→ What to work on
For this exercise, set down all the records exactly as given.

Stored data
++++
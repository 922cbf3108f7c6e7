//! SQLite implementation of the MeetingCacheStore port.

use async_trait::async_trait;
use meetsync_core::ports::MeetingCacheStore;
use meetsync_domain::{CachedMeetings, MeetingKind, Result};
use rusqlite::{params, OptionalExtension};
use tracing::debug;

use super::{from_millis, to_millis, SqlitePool};
use crate::errors::InfraError;

pub struct SqliteCacheStore {
    pool: SqlitePool,
}

impl SqliteCacheStore {
    pub fn new(pool: SqlitePool) -> Self {
        Self { pool }
    }
}

#[async_trait]
impl MeetingCacheStore for SqliteCacheStore {
    async fn get_entry(&self, user_id: &str, kind: MeetingKind) -> Result<Option<CachedMeetings>> {
        let conn = self.pool.get().map_err(InfraError::from)?;
        let row = conn
            .query_row(
                "SELECT data, cached_at FROM meetings_cache
                 WHERE user_id = ?1 AND meeting_type = ?2",
                params![user_id, kind.as_str()],
                |row| Ok((row.get::<_, String>(0)?, row.get::<_, i64>(1)?)),
            )
            .optional()
            .map_err(InfraError::from)?;

        let Some((data, cached_at)) = row else { return Ok(None) };
        Ok(Some(CachedMeetings {
            payload: serde_json::from_str(&data).map_err(InfraError::from)?,
            cached_at: from_millis(cached_at),
        }))
    }

    async fn upsert_entry(
        &self,
        user_id: &str,
        kind: MeetingKind,
        entry: &CachedMeetings,
    ) -> Result<()> {
        let conn = self.pool.get().map_err(InfraError::from)?;
        let data = serde_json::to_string(&entry.payload).map_err(InfraError::from)?;
        conn.execute(
            "INSERT INTO meetings_cache (user_id, meeting_type, data, cached_at)
             VALUES (?1, ?2, ?3, ?4)
             ON CONFLICT(user_id, meeting_type) DO UPDATE SET
                 data = excluded.data,
                 cached_at = excluded.cached_at",
            params![user_id, kind.as_str(), data, to_millis(entry.cached_at)],
        )
        .map_err(InfraError::from)?;
        debug!(user_id, kind = kind.as_str(), count = entry.payload.len(), "meetings cached");
        Ok(())
    }

    async fn delete_entries(&self, user_id: &str) -> Result<usize> {
        let conn = self.pool.get().map_err(InfraError::from)?;
        let removed = conn
            .execute("DELETE FROM meetings_cache WHERE user_id = ?1", params![user_id])
            .map_err(InfraError::from)?;
        Ok(removed)
    }
}

#[cfg(test)]
mod tests {
    use super::*;
    use crate::database::DbManager;
    use chrono::Utc;
    use meetsync_domain::Meeting;
    use tempfile::TempDir;

    fn store() -> (TempDir, SqliteCacheStore) {
        let dir = TempDir::new().expect("temp dir");
        let manager = DbManager::new(dir.path().join("test.db"), 2).expect("manager");
        manager.run_migrations().expect("migrations");
        (dir, SqliteCacheStore::new(manager.pool()))
    }

    fn entry(ids: &[&str]) -> CachedMeetings {
        CachedMeetings {
            payload: ids
                .iter()
                .map(|id| Meeting {
                    id: (*id).into(),
                    title: "Standup".into(),
                    start: Utc::now(),
                    end: Utc::now(),
                    description: String::new(),
                    attendees: vec![],
                    location: String::new(),
                    meet_link: String::new(),
                    organizer: None,
                })
                .collect(),
            cached_at: Utc::now(),
        }
    }

    #[tokio::test]
    async fn upsert_replaces_existing_entry() {
        let (_dir, store) = store();
        store.upsert_entry("u1", MeetingKind::Upcoming, &entry(&["m1"])).await.expect("write");
        store
            .upsert_entry("u1", MeetingKind::Upcoming, &entry(&["m2", "m3"]))
            .await
            .expect("write");

        let fetched =
            store.get_entry("u1", MeetingKind::Upcoming).await.expect("query").expect("entry");
        assert_eq!(fetched.payload.len(), 2);
        assert_eq!(fetched.payload[0].id, "m2");
    }

    #[tokio::test]
    async fn kinds_are_stored_independently() {
        let (_dir, store) = store();
        store.upsert_entry("u1", MeetingKind::Upcoming, &entry(&["m1"])).await.expect("write");
        assert!(store.get_entry("u1", MeetingKind::Past).await.expect("query").is_none());
    }

    #[tokio::test]
    async fn delete_removes_all_kinds_for_user() {
        let (_dir, store) = store();
        store.upsert_entry("u1", MeetingKind::Upcoming, &entry(&["m1"])).await.expect("write");
        store.upsert_entry("u1", MeetingKind::Past, &entry(&["m2"])).await.expect("write");
        store.upsert_entry("u2", MeetingKind::Past, &entry(&["m3"])).await.expect("write");

        let removed = store.delete_entries("u1").await.expect("delete");
        assert_eq!(removed, 2);
        assert!(store.get_entry("u1", MeetingKind::Upcoming).await.expect("query").is_none());
        assert!(store.get_entry("u2", MeetingKind::Past).await.expect("query").is_some());
    }
}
++++
→ Response area
repository 922cbf3108f7c6e7
//! SQLite implementation of the MeetingCacheStore port.

use async_trait::async_trait;
use meetsync_core::ports::MeetingCacheStore;
use meetsync_domain::{CachedMeetings, MeetingKind, Result};
use rusqlite::{params, OptionalExtension};
use tracing::debug;

use super::{from_millis, to_millis, SqlitePool};
use crate::errors::InfraError;

pub struct SqliteCacheStore {
    pool: SqlitePool,
}

impl SqliteCacheStore {
    pub fn new(pool: SqlitePool) -> Self {
        Self { pool }
    }
}

#[async_trait]
impl MeetingCacheStore for SqliteCacheStore {
    async fn get_entry(&self, user_id: &str, kind: MeetingKind) -> Result<Option<CachedMeetings>> {
        let conn = self.pool.get().map_err(InfraError::from)?;
        let row = conn
            .query_row(
                "SELECT data, cached_at FROM meetings_cache
                 WHERE user_id = ?1 AND meeting_type = ?2",
                params![user_id, kind.as_str()],
                |row| Ok((row.get::<_, String>(0)?, row.get::<_, i64>(1)?)),
            )
            .optional()
            .map_err(InfraError::from)?;

        let Some((data, cached_at)) = row else { return Ok(None) };
        Ok(Some(CachedMeetings {
            payload: serde_json::from_str(&data).map_err(InfraError::from)?,
            cached_at: from_millis(cached_at),
        }))
    }

    async fn upsert_entry(
        &self,
        user_id: &str,
        kind: MeetingKind,
        entry: &CachedMeetings,
    ) -> Result<()> {
        let conn = self.pool.get().map_err(InfraError::from)?;
        let data = serde_json::to_string(&entry.payload).map_err(InfraError::from)?;
        conn.execute(
            "INSERT INTO meetings_cache (user_id, meeting_type, data, cached_at)
             VALUES (?1, ?2, ?3, ?4)
             ON CONFLICT(user_id, meeting_type) DO UPDATE SET
                 data = excluded.data,
                 cached_at = excluded.cached_at",
            params![user_id, kind.as_str(), data, to_millis(entry.cached_at)],
        )
        .map_err(InfraError::from)?;
        debug!(user_id, kind = kind.as_str(), count = entry.payload.len(), "meetings cached");
        Ok(())
    }

    async fn delete_entries(&self, user_id: &str) -> Result<usize> {
        let conn = self.pool.get().map_err(InfraError::from)?;
        let removed = conn
            .execute("DELETE FROM meetings_cache WHERE user_id = ?1", params![user_id])
            .map_err(InfraError::from)?;
        Ok(removed)
    }
}

#[cfg(test)]
mod tests {
    use super::*;
    use crate::database::DbManager;
    use chrono::Utc;
    use meetsync_domain::Meeting;
    use tempfile::TempDir;

    fn store() -> (TempDir, SqliteCacheStore) {
        let dir = TempDir::new().expect("temp dir");
        let manager = DbManager::new(dir.path().join("test.db"), 2).expect("manager");
        manager.run_migrations().expect("migrations");
        (dir, SqliteCacheStore::new(manager.pool()))
    }

    fn entry(ids: &[&str]) -> CachedMeetings {
        CachedMeetings {
            payload: ids
                .iter()
                .map(|id| Meeting {
                    id: (*id).into(),
                    title: "Standup".into(),
                    start: Utc::now(),
                    end: Utc::now(),
                    description: String::new(),
                    attendees: vec![],
                    location: String::new(),
                    meet_link: String::new(),
                    organizer: None,
                })
                .collect(),
            cached_at: Utc::now(),
        }
    }

    #[tokio::test]
    async fn upsert_replaces_existing_entry() {
        let (_dir, store) = store();
        store.upsert_entry("u1", MeetingKind::Upcoming, &entry(&["m1"])).await.expect("write");
        store
            .upsert_entry("u1", MeetingKind::Upcoming, &entry(&["m2", "m3"]))
            .await
            .expect("write");

        let fetched =
            store.get_entry("u1", MeetingKind::Upcoming).await.expect("query").expect("entry");
        assert_eq!(fetched.payload.len(), 2);
        assert_eq!(fetched.payload[0].id, "m2");
    }

    #[tokio::test]
    async fn kinds_are_stored_independently() {
        let (_dir, store) = store();
        store.upsert_entry("u1", MeetingKind::Upcoming, &entry(&["m1"])).await.expect("write");
        assert!(store.get_entry("u1", MeetingKind::Past).await.expect("query").is_none());
    }

    #[tokio::test]
    async fn delete_removes_all_kinds_for_user() {
        let (_dir, store) = store();
        store.upsert_entry("u1", MeetingKind::Upcoming, &entry(&["m1"])).await.expect("write");
        store.upsert_entry("u1", MeetingKind::Past, &entry(&["m2"])).await.expect("write");
        store.upsert_entry("u2", MeetingKind::Past, &entry(&["m3"])).await.expect("write");

        let removed = store.delete_entries("u1").await.expect("delete");
        assert_eq!(removed, 2);
        assert!(store.get_entry("u1", MeetingKind::Upcoming).await.expect("query").is_none());
        assert!(store.get_entry("u2", MeetingKind::Past).await.expect("query").is_some());
    }
}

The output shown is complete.